• **Activity**
Copy out all lines bearing the word "failed" from the listing below.

• **Provided information**
--*--
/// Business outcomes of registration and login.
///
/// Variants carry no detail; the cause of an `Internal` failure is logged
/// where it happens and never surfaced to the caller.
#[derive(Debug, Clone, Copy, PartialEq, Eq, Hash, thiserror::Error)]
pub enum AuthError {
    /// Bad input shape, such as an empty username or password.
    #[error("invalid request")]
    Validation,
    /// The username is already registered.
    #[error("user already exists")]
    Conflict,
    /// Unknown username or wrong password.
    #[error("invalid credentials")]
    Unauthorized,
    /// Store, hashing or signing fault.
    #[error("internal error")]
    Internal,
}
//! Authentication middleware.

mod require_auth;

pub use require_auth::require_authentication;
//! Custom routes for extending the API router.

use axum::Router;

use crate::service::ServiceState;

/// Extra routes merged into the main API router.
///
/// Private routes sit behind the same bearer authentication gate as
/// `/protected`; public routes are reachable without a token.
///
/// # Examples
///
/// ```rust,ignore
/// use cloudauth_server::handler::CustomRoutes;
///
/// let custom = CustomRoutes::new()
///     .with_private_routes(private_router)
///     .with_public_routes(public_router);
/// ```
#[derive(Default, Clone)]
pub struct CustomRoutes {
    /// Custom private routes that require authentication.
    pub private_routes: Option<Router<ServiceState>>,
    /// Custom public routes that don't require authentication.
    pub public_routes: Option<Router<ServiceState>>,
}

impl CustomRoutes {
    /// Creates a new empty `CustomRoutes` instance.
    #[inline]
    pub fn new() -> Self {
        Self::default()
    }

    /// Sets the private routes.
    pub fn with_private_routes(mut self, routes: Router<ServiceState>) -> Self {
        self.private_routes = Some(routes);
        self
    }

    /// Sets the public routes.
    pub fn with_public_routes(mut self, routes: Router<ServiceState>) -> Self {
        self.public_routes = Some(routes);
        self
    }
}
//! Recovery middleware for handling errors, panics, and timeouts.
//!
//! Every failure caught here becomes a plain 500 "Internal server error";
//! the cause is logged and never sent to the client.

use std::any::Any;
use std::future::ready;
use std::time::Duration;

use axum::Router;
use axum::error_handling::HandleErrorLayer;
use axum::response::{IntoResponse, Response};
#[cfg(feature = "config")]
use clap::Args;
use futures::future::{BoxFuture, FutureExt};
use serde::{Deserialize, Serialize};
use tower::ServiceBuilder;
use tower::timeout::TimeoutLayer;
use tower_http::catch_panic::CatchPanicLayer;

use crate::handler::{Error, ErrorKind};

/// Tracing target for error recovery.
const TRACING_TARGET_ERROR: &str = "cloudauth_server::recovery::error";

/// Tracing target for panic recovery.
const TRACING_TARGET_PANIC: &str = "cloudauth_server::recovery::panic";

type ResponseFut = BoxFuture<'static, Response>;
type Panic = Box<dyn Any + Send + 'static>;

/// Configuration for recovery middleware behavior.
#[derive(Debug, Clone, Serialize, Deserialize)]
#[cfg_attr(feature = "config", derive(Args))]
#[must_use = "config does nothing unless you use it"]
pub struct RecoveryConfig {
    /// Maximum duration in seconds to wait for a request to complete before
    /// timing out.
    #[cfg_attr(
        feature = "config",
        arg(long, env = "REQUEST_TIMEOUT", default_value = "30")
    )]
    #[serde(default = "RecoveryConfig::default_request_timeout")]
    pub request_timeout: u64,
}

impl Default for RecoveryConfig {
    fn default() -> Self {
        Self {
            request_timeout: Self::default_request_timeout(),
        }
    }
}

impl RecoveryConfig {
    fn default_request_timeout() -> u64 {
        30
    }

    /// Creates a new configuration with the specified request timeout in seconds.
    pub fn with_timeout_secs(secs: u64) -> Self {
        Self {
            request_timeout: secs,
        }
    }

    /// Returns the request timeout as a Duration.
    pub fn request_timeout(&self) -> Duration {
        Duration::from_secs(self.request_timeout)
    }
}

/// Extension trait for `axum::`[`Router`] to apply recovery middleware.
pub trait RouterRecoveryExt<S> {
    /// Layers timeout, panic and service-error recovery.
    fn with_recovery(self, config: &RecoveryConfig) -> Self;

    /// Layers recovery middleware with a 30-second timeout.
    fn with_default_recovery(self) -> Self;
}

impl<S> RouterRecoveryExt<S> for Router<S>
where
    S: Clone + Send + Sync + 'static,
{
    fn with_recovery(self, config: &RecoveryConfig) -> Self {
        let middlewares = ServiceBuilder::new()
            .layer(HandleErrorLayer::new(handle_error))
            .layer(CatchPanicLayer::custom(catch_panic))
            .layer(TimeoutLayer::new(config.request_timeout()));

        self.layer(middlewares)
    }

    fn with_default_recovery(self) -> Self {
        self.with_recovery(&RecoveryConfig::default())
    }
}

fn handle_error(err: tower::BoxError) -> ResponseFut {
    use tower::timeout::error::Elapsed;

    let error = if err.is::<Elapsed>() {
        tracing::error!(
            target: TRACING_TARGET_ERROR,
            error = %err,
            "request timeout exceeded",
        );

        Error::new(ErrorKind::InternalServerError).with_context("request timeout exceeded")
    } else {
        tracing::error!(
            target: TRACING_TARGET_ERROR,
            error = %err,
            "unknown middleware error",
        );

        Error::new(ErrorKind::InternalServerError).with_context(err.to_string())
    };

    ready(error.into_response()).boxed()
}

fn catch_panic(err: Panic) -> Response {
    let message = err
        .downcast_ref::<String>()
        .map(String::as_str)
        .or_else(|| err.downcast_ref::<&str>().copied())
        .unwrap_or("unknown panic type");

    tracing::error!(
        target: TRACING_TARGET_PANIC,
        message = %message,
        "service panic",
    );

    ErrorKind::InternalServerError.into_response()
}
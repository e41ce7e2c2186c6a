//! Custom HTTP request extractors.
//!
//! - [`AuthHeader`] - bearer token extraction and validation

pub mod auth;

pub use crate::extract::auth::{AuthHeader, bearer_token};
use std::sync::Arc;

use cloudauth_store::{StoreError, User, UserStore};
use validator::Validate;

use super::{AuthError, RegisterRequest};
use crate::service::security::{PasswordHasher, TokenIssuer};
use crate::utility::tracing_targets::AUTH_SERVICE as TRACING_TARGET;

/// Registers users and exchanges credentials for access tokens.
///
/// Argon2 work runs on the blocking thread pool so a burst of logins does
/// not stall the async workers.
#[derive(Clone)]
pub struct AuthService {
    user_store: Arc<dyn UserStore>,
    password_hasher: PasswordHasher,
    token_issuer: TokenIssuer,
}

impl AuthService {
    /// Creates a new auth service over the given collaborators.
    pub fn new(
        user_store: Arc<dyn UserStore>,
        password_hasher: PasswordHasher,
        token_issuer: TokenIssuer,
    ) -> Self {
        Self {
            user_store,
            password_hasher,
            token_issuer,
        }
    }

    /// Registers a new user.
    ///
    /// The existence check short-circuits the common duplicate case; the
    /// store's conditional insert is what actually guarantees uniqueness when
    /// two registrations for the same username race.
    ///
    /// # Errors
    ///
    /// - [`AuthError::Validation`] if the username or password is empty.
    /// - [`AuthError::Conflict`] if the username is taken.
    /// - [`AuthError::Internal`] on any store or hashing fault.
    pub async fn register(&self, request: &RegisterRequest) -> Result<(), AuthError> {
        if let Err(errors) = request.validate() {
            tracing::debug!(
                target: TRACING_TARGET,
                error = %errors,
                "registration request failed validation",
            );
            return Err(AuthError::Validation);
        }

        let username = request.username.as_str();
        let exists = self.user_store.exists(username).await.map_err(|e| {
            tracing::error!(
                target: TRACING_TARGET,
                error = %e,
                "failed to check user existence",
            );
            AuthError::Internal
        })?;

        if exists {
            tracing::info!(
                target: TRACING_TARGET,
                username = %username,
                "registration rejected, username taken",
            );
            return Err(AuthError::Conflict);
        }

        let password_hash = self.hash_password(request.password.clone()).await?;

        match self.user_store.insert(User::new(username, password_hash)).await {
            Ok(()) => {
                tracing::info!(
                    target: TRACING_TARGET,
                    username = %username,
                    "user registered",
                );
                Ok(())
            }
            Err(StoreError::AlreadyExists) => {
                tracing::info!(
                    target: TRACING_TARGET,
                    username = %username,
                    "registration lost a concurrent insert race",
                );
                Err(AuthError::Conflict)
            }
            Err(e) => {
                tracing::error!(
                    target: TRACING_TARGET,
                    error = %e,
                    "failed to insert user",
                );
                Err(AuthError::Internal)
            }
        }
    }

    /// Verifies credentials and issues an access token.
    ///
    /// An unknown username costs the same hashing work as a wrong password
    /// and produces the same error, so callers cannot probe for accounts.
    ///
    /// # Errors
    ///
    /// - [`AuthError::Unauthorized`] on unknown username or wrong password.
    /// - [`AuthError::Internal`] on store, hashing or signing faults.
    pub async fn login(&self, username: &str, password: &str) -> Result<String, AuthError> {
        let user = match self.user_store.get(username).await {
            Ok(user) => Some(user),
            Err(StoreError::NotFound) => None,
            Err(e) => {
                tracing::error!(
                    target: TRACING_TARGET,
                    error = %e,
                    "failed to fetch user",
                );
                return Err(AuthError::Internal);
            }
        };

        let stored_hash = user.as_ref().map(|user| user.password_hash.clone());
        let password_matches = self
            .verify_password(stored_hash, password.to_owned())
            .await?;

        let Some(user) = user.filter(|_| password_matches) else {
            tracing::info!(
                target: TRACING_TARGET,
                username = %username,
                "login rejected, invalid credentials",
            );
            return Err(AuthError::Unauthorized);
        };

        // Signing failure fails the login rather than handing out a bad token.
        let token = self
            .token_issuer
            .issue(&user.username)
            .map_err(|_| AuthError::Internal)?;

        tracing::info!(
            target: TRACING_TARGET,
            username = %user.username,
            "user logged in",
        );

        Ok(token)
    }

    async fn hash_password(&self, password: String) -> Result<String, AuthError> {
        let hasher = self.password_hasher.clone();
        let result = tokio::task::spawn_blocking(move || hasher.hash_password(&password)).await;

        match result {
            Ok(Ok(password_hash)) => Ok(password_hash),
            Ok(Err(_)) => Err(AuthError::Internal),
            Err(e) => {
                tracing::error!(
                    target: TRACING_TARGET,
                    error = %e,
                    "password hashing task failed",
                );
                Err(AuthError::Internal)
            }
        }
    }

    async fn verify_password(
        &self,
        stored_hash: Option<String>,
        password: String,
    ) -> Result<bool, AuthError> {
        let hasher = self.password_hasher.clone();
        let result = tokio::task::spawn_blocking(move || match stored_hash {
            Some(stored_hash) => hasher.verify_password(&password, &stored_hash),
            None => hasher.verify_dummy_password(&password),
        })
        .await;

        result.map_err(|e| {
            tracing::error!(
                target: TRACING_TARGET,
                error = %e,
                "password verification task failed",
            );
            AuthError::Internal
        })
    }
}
--*--
• **Written reply**
                "registration request failed validation",
                "failed to check user existence",
                    "failed to insert user",
                    "failed to fetch user",
                    "password hashing task failed",
                "password verification task failed",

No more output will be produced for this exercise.